- Work to be completed:
Report the count of lines below that include "artifacts", without any other text.

- Dataset records:

============

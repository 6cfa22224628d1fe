use anyhow::{Context, Result};
use campaign_engine::{
    CampaignEngine, CampaignState, HeroId, HeroInstance, HeroSnapshot, Placement, PlayerColor,
    ScenarioId,
};
use clap::ValueEnum;
use rand::seq::SliceRandom;
use rand::{Rng, SeedableRng};
use rand_chacha::ChaCha20Rng;
use serde::{Deserialize, Serialize};
use sha2::{Digest, Sha256};
use std::collections::BTreeSet;
use std::fmt::Write as _;

use super::campaign::{CampaignFiles, SlotStorage};

const AUTOSAVE_SLOT: &str = "autosave";
const RECRUIT_ID_BASE: u32 = 1_000;

/// How the simulated player picks the next scenario and its heroes.
#[derive(Debug, Clone, Copy, PartialEq, Eq, Serialize, Deserialize, ValueEnum)]
#[serde(rename_all = "snake_case")]
pub enum PlayStrategy {
    /// Lowest ready scenario first, every eligible hero placed
    Ordered,
    /// Any ready scenario, a random subset of heroes placed
    Random,
}

impl PlayStrategy {
    pub const fn label(self) -> &'static str {
        match self {
            Self::Ordered => "ordered",
            Self::Random => "random",
        }
    }
}

/// What happened in one scenario of a playthrough.
#[derive(Debug, Clone, PartialEq, Eq, Serialize, Deserialize)]
pub struct StepRecord {
    pub scenario: ScenarioId,
    pub bonus: Option<u8>,
    pub eligible_heroes: usize,
    pub placed: usize,
    pub lost: usize,
    pub survivors: usize,
    pub save_bytes: usize,
}

#[derive(Debug, Clone)]
pub struct PlaythroughSummary {
    pub seed: u64,
    pub strategy: PlayStrategy,
    pub steps: Vec<StepRecord>,
    /// Progress or crossover rules observed to be broken.
    pub violations: Vec<String>,
    /// Autosaves that did not load back identically.
    pub restore_failures: Vec<String>,
    pub finished: bool,
    /// SHA-256 of the final save, hex encoded.
    pub digest: String,
    pub final_state: CampaignState,
}

impl PlaythroughSummary {
    pub fn conquered_order(&self) -> Vec<ScenarioId> {
        self.steps.iter().map(|step| step.scenario).collect()
    }
}

/// Drives whole playthroughs of one campaign through the engine.
pub struct CampaignSimulator {
    engine: CampaignEngine<CampaignFiles, SlotStorage>,
    fresh: CampaignState,
    verbose: bool,
}

impl CampaignSimulator {
    /// Load `campaign` (a document path, or the bundled sample).
    pub fn new(campaign: &str, verbose: bool) -> Result<Self> {
        let engine = CampaignEngine::new(CampaignFiles, SlotStorage::default());
        let fresh = engine
            .start_campaign(campaign)
            .with_context(|| format!("failed to start campaign {campaign}"))?;
        Ok(Self {
            engine,
            fresh,
            verbose,
        })
    }

    pub fn campaign_name(&self) -> &str {
        self.fresh.definition().name()
    }

    pub fn scenario_count(&self) -> usize {
        self.fresh.graph().scenario_count()
    }

    pub const fn fresh_state(&self) -> &CampaignState {
        &self.fresh
    }

    pub fn run(&self, strategy: PlayStrategy, seed: u64) -> Result<PlaythroughSummary> {
        let mut rng = ChaCha20Rng::seed_from_u64(seed);
        let mut state = self.fresh.clone();
        let mut steps = Vec::new();
        let mut violations = Vec::new();
        let mut restore_failures = Vec::new();
        let mut next_recruit = RECRUIT_ID_BASE;

        while !state.is_campaign_finished() {
            check_availability(&state, &mut violations);
            let Some(next) = pick_scenario(&state, strategy, &mut rng) else {
                violations.push(format!(
                    "no scenario available after {:?}",
                    state.conquered_order()
                ));
                break;
            };
            state.set_current_map(next)?;

            let choosable = state.definition().catalog().choosable(next).len();
            if choosable > 0 {
                let index = u8::try_from(rng.gen_range(0..choosable))?;
                state.set_current_map_bonus(index)?;
            }

            let eligible = state.heroes_available_for(next);
            let placements = pick_placements(&eligible, strategy, &mut rng);
            state.place_heroes(next, &placements)?;
            let lost = state.lost_crossover_heroes(next);
            check_partition(&state, next, &eligible, &lost, &mut violations);

            let save_bytes = self.round_trip(&state, &mut restore_failures)?;

            let survivors = finish_scenario(&state, next, &mut rng, &mut next_recruit);
            let before = state.conquered_scenarios();
            state.set_current_map_as_conquered(&survivors)?;
            if !before.is_subset(&state.conquered_scenarios()) {
                violations.push(format!("conquest of scenario {next} dropped earlier conquests"));
            }

            if self.verbose {
                log::info!(
                    "seed {seed}: scenario {next} conquered ({} eligible, {} placed, {} survivors)",
                    eligible.len(),
                    placements.len(),
                    survivors.len()
                );
            }

            steps.push(StepRecord {
                scenario: next,
                bonus: state.bonus_id(next),
                eligible_heroes: eligible.len(),
                placed: placements.len(),
                lost: lost.len(),
                survivors: survivors.len(),
                save_bytes,
            });
        }

        let final_bytes = campaign_engine::serialize(&state)?;
        Ok(PlaythroughSummary {
            seed,
            strategy,
            steps,
            violations,
            restore_failures,
            finished: state.is_campaign_finished(),
            digest: hex_digest(&final_bytes),
            final_state: state,
        })
    }

    /// Save through the engine's slot storage and compare what comes back.
    fn round_trip(&self, state: &CampaignState, failures: &mut Vec<String>) -> Result<usize> {
        self.engine.save_campaign(AUTOSAVE_SLOT, state)?;
        let restored = self.engine.load_campaign(AUTOSAVE_SLOT)?;
        if restored.as_ref() != Some(state) {
            failures.push(format!(
                "save taken during scenario {:?} did not restore identically",
                state.current_scenario()
            ));
        }
        Ok(self
            .engine
            .storage()
            .slot_size(AUTOSAVE_SLOT)
            .unwrap_or_default())
    }
}

fn pick_scenario(
    state: &CampaignState,
    strategy: PlayStrategy,
    rng: &mut ChaCha20Rng,
) -> Option<ScenarioId> {
    let available = state.available_scenarios();
    match strategy {
        PlayStrategy::Ordered => available.first().copied(),
        PlayStrategy::Random => available.choose(rng).copied(),
    }
}

fn pick_placements(
    eligible: &[HeroSnapshot],
    strategy: PlayStrategy,
    rng: &mut ChaCha20Rng,
) -> Vec<Placement> {
    eligible
        .iter()
        .filter(|_| matches!(strategy, PlayStrategy::Ordered) || rng.gen_bool(0.6))
        .zip(0_u8..)
        .map(|(hero, placeholder)| Placement {
            hero: hero.id,
            placeholder,
        })
        .collect()
}

/// Heroes that finish the scenario: placed heroes that survive, grown a
/// little, plus the odd new recruit.
fn finish_scenario(
    state: &CampaignState,
    scenario: ScenarioId,
    rng: &mut ChaCha20Rng,
    next_recruit: &mut u32,
) -> Vec<HeroInstance> {
    let mut heroes = Vec::new();
    for placed in state.placed_heroes(scenario) {
        if rng.gen_bool(0.8) {
            heroes.push(grow(&placed.hero, rng));
        }
    }

    let recruits = rng.gen_range(0..=2);
    for _ in 0..recruits {
        let id = HeroId(*next_recruit);
        *next_recruit += 1;
        heroes.push(recruit(id, rng));
    }
    heroes
}

fn grow(snapshot: &HeroSnapshot, rng: &mut ChaCha20Rng) -> HeroInstance {
    let mut primary = snapshot.primary.unwrap_or_default();
    primary.attack += rng.gen_range(0..3);
    primary.defense += rng.gen_range(0..3);
    let mut artifacts = snapshot.artifacts.clone();
    if rng.gen_bool(0.3) {
        artifacts.push(rng.gen_range(0..100));
    }
    HeroInstance {
        id: snapshot.id,
        owner: snapshot.owner,
        name: snapshot.name.clone(),
        experience: snapshot.experience.unwrap_or(0) + rng.gen_range(500..5_000),
        primary,
        secondary: snapshot.secondary.clone(),
        spells: snapshot.spells.clone(),
        artifacts,
        army: snapshot.army.clone(),
    }
}

fn recruit(id: HeroId, rng: &mut ChaCha20Rng) -> HeroInstance {
    let mut hero = HeroInstance {
        id,
        owner: PlayerColor(0),
        name: format!("recruit-{}", id.0),
        experience: rng.gen_range(0..2_000),
        ..HeroInstance::default()
    };
    hero.primary.attack = rng.gen_range(0..5);
    hero.primary.knowledge = rng.gen_range(0..5);
    hero.spells = (0..8).filter(|_| rng.gen_bool(0.2)).collect();
    hero.artifacts = (0..100).filter(|_| rng.gen_bool(0.03)).collect();
    hero
}

fn check_availability(state: &CampaignState, violations: &mut Vec<String>) {
    let conquered = state.conquered_scenarios();
    for (id, scenario) in state.graph().iter() {
        let expected = !conquered.contains(&id) && scenario.preconditions.is_subset(&conquered);
        if state.is_available(id) != expected {
            violations.push(format!(
                "scenario {id} availability is {} with conquered {conquered:?}",
                state.is_available(id)
            ));
        }
    }
}

fn check_partition(
    state: &CampaignState,
    scenario: ScenarioId,
    eligible: &[HeroSnapshot],
    lost: &[HeroSnapshot],
    violations: &mut Vec<String>,
) {
    let eligible: BTreeSet<HeroId> = eligible.iter().map(|hero| hero.id).collect();
    let lost: BTreeSet<HeroId> = lost.iter().map(|hero| hero.id).collect();
    let placed: BTreeSet<HeroId> = state
        .placed_heroes(scenario)
        .iter()
        .map(|placed| placed.hero.id)
        .collect();
    let union: BTreeSet<HeroId> = placed.union(&lost).copied().collect();
    if !placed.is_disjoint(&lost) || union != eligible {
        violations.push(format!(
            "scenario {scenario}: placed {placed:?} and lost {lost:?} do not partition {eligible:?}"
        ));
    }
}

pub fn hex_digest(bytes: &[u8]) -> String {
    let mut hasher = Sha256::new();
    hasher.update(bytes);
    hasher
        .finalize()
        .iter()
        .fold(String::with_capacity(64), |mut out, byte| {
            let _ = write!(out, "{byte:02x}");
            out
        })
}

============

- Reply to the exercise:
4